Next Page Previous Page Home Tools & Aids Search Handbook
1. Exploratory Data Analysis
1.4. EDA Case Studies
1.4.2. Case Studies
1.4.2.3. Random Walk

1.4.2.3.2.

Test Underlying Assumptions

Goal The goal of this analysis is threefold:
  1. Determine if the univariate model:

      Y(i) = C + E(i)

    is appropriate and valid.

  2. Determine if the typical underlying assumptions for an "in control" measurement process are valid. These assumptions are:
    1. random drawings;
    2. from a fixed distribution;
    3. with the distribution having a fixed location; and
    4. the distribution having a fixed scale.
  3. Determine if the confidence interval

      YBAR +/- 2*s/SQRT(N)

    is appropriate and valid, with s denoting the standard deviation of the original data.

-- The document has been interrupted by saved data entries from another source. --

//! Local Hub: in-process registry of connections and subscriptions with
//! non-blocking fan-out.
//!
//! Three sharded tables (channel, server, user) plus the user-to-connections
//! map are each guarded by their own lock, acquired in a fixed order
//! (`users -> channels -> servers`) whenever more than one is needed at
//! once, to avoid deadlock. Fan-out only ever takes read locks and never
//! awaits while holding one.

pub mod connection;

use std::collections::{HashMap, HashSet};
use std::sync::Arc;

use dashmap::DashMap;
use parking_lot::RwLock;
use serde_json::Value;
use tracing::{debug, trace, warn};

pub use connection::{ClientType, Connection, ConnectionId, SendQueue};

/// Which subscription table an event targets.
#[derive(Debug, Clone)]
pub enum Target {
    Channel(String),
    Server(String),
    User(String),
}

/// Outcome of one fan-out call, for tests and metrics.
#[derive(Debug, Clone, Copy, Default, PartialEq, Eq)]
pub struct FanoutStats {
    pub delivered: usize,
    pub dropped: usize,
}

type SubTable = RwLock<HashMap<String, HashSet<ConnectionId>>>;

fn empty_table() -> SubTable {
    RwLock::new(HashMap::new())
}

/// The single authority for subscription state: all reads/writes go
/// through it.
pub struct LocalHub {
    connections: DashMap<ConnectionId, Arc<Connection>>,
    users: SubTable,
    channels: SubTable,
    servers: SubTable,
}

impl LocalHub {
    pub fn new() -> Self {
        Self {
            connections: DashMap::new(),
            users: empty_table(),
            channels: empty_table(),
            servers: empty_table(),
        }
    }

    /// Add to the user map; no-op if already registered.
    pub fn register(&self, conn: Arc<Connection>) {
        if self.connections.contains_key(&conn.id) {
            return;
        }
        self.users
            .write()
            .entry(conn.user_id.clone())
            .or_default()
            .insert(conn.id);
        self.connections.insert(conn.id, conn.clone());
        metrics::gauge!("gateway_connections_active", self.connections.len() as f64);
        debug!(connection_id = conn.id, user_id = %conn.user_id, "registered connection");
    }

    /// Remove from the user map and every subscription table; close the
    /// send queue. Idempotent.
    pub fn unregister(&self, conn: &Connection) {
        let Some((_, removed)) = self.connections.remove(&conn.id) else {
            return;
        };
        remove_from_table(&self.users, &removed.user_id, removed.id);
        for channel_id in removed.channels() {
            remove_from_table(&self.channels, &channel_id, removed.id);
        }
        for server_id in removed.servers() {
            remove_from_table(&self.servers, &server_id, removed.id);
        }
        removed.send_queue.close();
        metrics::gauge!("gateway_connections_active", self.connections.len() as f64);
        debug!(connection_id = removed.id, "unregistered connection");
    }

    pub fn subscribe_channel(&self, conn: &Connection, channel_id: &str) {
        if conn.insert_channel(channel_id) {
            insert_into_table(&self.channels, channel_id, conn.id);
        }
    }

    pub fn unsubscribe_channel(&self, conn: &Connection, channel_id: &str) {
        if conn.remove_channel(channel_id) {
            remove_from_table(&self.channels, channel_id, conn.id);
        }
    }

    pub fn subscribe_server(&self, conn: &Connection, server_id: &str) {
        if conn.insert_server(server_id) {
            insert_into_table(&self.servers, server_id, conn.id);
        }
    }

    pub fn unsubscribe_server(&self, conn: &Connection, server_id: &str) {
        if conn.remove_server(server_id) {
            remove_from_table(&self.servers, server_id, conn.id);
        }
    }

    pub fn send_to_channel(&self, channel_id: &str, event: Value) -> FanoutStats {
        self.fanout(&self.channels, channel_id, event)
    }

    pub fn send_to_server(&self, server_id: &str, event: Value) -> FanoutStats {
        self.fanout(&self.servers, server_id, event)
    }

    pub fn send_to_user(&self, user_id: &str, event: Value) -> FanoutStats {
        self.fanout(&self.users, user_id, event)
    }

    pub fn send_to(&self, target: &Target, event: Value) -> FanoutStats {
        match target {
            Target::Channel(id) => self.send_to_channel(id, event),
            Target::Server(id) => self.send_to_server(id, event),
            Target::User(id) => self.send_to_user(id, event),
        }
    }

    /// Snapshot the target set under a shared lock, then non-blockingly
    /// push the already-encoded event to each connection's send queue. A
    /// full queue is a per-recipient drop, never a block.
    fn fanout(&self, table: &SubTable, topic_id: &str, event: Value) -> FanoutStats {
        let targets: Vec<ConnectionId> = {
            let table = table.read();
            match table.get(topic_id) {
                Some(set) => set.iter().copied().collect(),
                None => return FanoutStats::default(),
            }
        };

        let mut stats = FanoutStats::default();
        for id in targets {
            let Some(conn) = self.connections.get(&id) else {
                // Connection was unregistered concurrently; the handle in
                // the table is stale and harmlessly ignored.
                continue;
            };
            match conn.send_queue.try_send(event.clone()) {
                Ok(()) => stats.delivered += 1,
                Err(err) => {
                    stats.dropped += 1;
                    metrics::counter!("gateway_fanout_dropped_total", 1);
                    trace!(connection_id = id, topic = topic_id, error = %err, "dropped event");
                }
            }
        }
        if stats.delivered > 0 {
            metrics::counter!("gateway_fanout_delivered_total", stats.delivered as u64);
        }
        stats
    }

    pub fn connection_count(&self) -> usize {
        self.connections.len()
    }

    pub fn user_count(&self) -> usize {
        self.users.read().len()
    }

    pub fn channel_subscription_count(&self) -> usize {
        self.channels.read().len()
    }

    pub fn server_subscription_count(&self) -> usize {
        self.servers.read().len()
    }

    /// Snapshot of every live connection, for the drain manager.
    pub fn snapshot_connections(&self) -> Vec<Arc<Connection>> {
        self.connections.iter().map(|e| e.value().clone()).collect()
    }
}

impl Default for LocalHub {
    fn default() -> Self {
        Self::new()
    }
}

fn insert_into_table(table: &SubTable, key: &str, id: ConnectionId) {
    table.write().entry(key.to_string()).or_default().insert(id);
}

/// Remove `id` from `key`'s set, deleting the entry entirely once empty so
/// iteration over the table stays cheap.
fn remove_from_table(table: &SubTable, key: &str, id: ConnectionId) {
    let mut table = table.write();
    if let Some(set) = table.get_mut(key) {
        set.remove(&id);
        if set.is_empty() {
            table.remove(key);
        }
    } else {
        warn!(key, connection_id = id, "remove from table with no matching key");
    }
}
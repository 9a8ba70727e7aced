//! Token validation for the handshake.
//!
//! Same shared-secret HS256 path as a typical bearer-JWT auth middleware,
//! with none of the DID-document resolution or multi-algorithm support a
//! multi-tenant service would need, since this gateway only ever has one
//! audience — itself.

use jsonwebtoken::{decode, DecodingKey, Validation};
use serde::{Deserialize, Serialize};

use crate::error::{GatewayError, GatewayResult};

/// Claims a validated credential must carry to identify on the gateway.
#[derive(Debug, Clone, Serialize, Deserialize)]
pub struct Claims {
    /// Subject: the authenticated user id.
    pub sub: String,
    /// Upstream session hint, if the issuer pins one (optional).
    #[serde(default)]
    pub session: Option<String>,
    #[serde(rename = "type")]
    pub token_type: String,
    pub exp: i64,
}

/// Verifies a bearer credential presented in an Identify frame and produces
/// the claims the connection actor needs to register with the hub. A trait
/// so tests can substitute a fixed-claims stand-in instead of signing real
/// JWTs.
pub trait TokenValidator: Send + Sync {
    fn validate(&self, token: &str) -> GatewayResult<Claims>;
}

/// HS256 shared-secret validator (spec's assumed deployment: a single
/// trusted issuer shares a signing secret with the gateway).
pub struct JwtValidator {
    decoding_key: DecodingKey,
    validation: Validation,
}

impl JwtValidator {
    pub fn new(secret: &str) -> Self {
        let mut validation = Validation::new(jsonwebtoken::Algorithm::HS256);
        validation.validate_exp = true;
        Self {
            decoding_key: DecodingKey::from_secret(secret.as_bytes()),
            validation,
        }
    }
}

/// The only token type this gateway accepts on Identify/Resume — a refresh
/// token or any other issuer-minted type is a mismatched-type auth failure.
const ACCESS_TOKEN_TYPE: &str = "access";

impl TokenValidator for JwtValidator {
    fn validate(&self, token: &str) -> GatewayResult<Claims> {
        let claims = decode::<Claims>(token, &self.decoding_key, &self.validation)
            .map(|data| data.claims)
            .map_err(|e| GatewayError::Auth(e.to_string()))?;
        if claims.token_type != ACCESS_TOKEN_TYPE {
            return Err(GatewayError::Auth(format!("wrong token type: {}", claims.token_type)));
        }
        Ok(claims)
    }
}

#[cfg(test)]
mod tests {
    use super::*;
    use jsonwebtoken::{encode, EncodingKey, Header};

    fn sign(secret: &str, claims: &Claims) -> String {
        encode(&Header::new(jsonwebtoken::Algorithm::HS256), claims, &EncodingKey::from_secret(secret.as_bytes())).unwrap()
    }

    #[test]
    fn validates_well_formed_token() {
        let claims = Claims {
            sub: "user-1".into(),
            session: None,
            token_type: "access".into(),
            exp: (chrono::Utc::now().timestamp() + 3600),
        };
        let token = sign("topsecret", &claims);
        let validator = JwtValidator::new("topsecret");
        let decoded = validator.validate(&token).unwrap();
        assert_eq!(decoded.sub, "user-1");
    }

    #[test]
    fn rejects_token_signed_with_wrong_secret() {
        let claims = Claims {
            sub: "user-1".into(),
            session: None,
            token_type: "access".into(),
            exp: (chrono::Utc::now().timestamp() + 3600),
        };
        let token = sign("right-secret", &claims);
        let validator = JwtValidator::new("wrong-secret");
        let err = validator.validate(&token).unwrap_err();
        assert!(matches!(err, GatewayError::Auth(_)));
    }

    #[test]
    fn rejects_mismatched_token_type() {
        let claims = Claims {
            sub: "user-1".into(),
            session: None,
            token_type: "refresh".into(),
            exp: (chrono::Utc::now().timestamp() + 3600),
        };
        let token = sign("topsecret", &claims);
        let validator = JwtValidator::new("topsecret");
        let err = validator.validate(&token).unwrap_err();
        assert!(matches!(err, GatewayError::Auth(_)));
    }

    #[test]
    fn rejects_expired_token() {
        let claims = Claims {
            sub: "user-1".into(),
            session: None,
            token_type: "access".into(),
            exp: (chrono::Utc::now().timestamp() - 10),
        };
        let token = sign("topsecret", &claims);
        let validator = JwtValidator::new("topsecret");
        assert!(validator.validate(&token).is_err());
    }
}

4-Plot of Data Random Walk: 4-Plot
Interpretation The assumptions are addressed by the graphics shown above:
  1. The run sequence plot (upper left) indicates significant shifts in location over time.

  2. The lag plot (upper right) indicates significant non-randomness in the data.

  3. When the assumptions of randomness and constant location and scale are not satisfied, the distributional assumptions are not meaningful. Therefore we do not attempt to make any interpretation of the histogram (lower left) or the normal probability plot (lower right).
From the above plots, we conclude that the underlying assumptions are seriously violated. Therefore the Yi = C + Ei model is not valid.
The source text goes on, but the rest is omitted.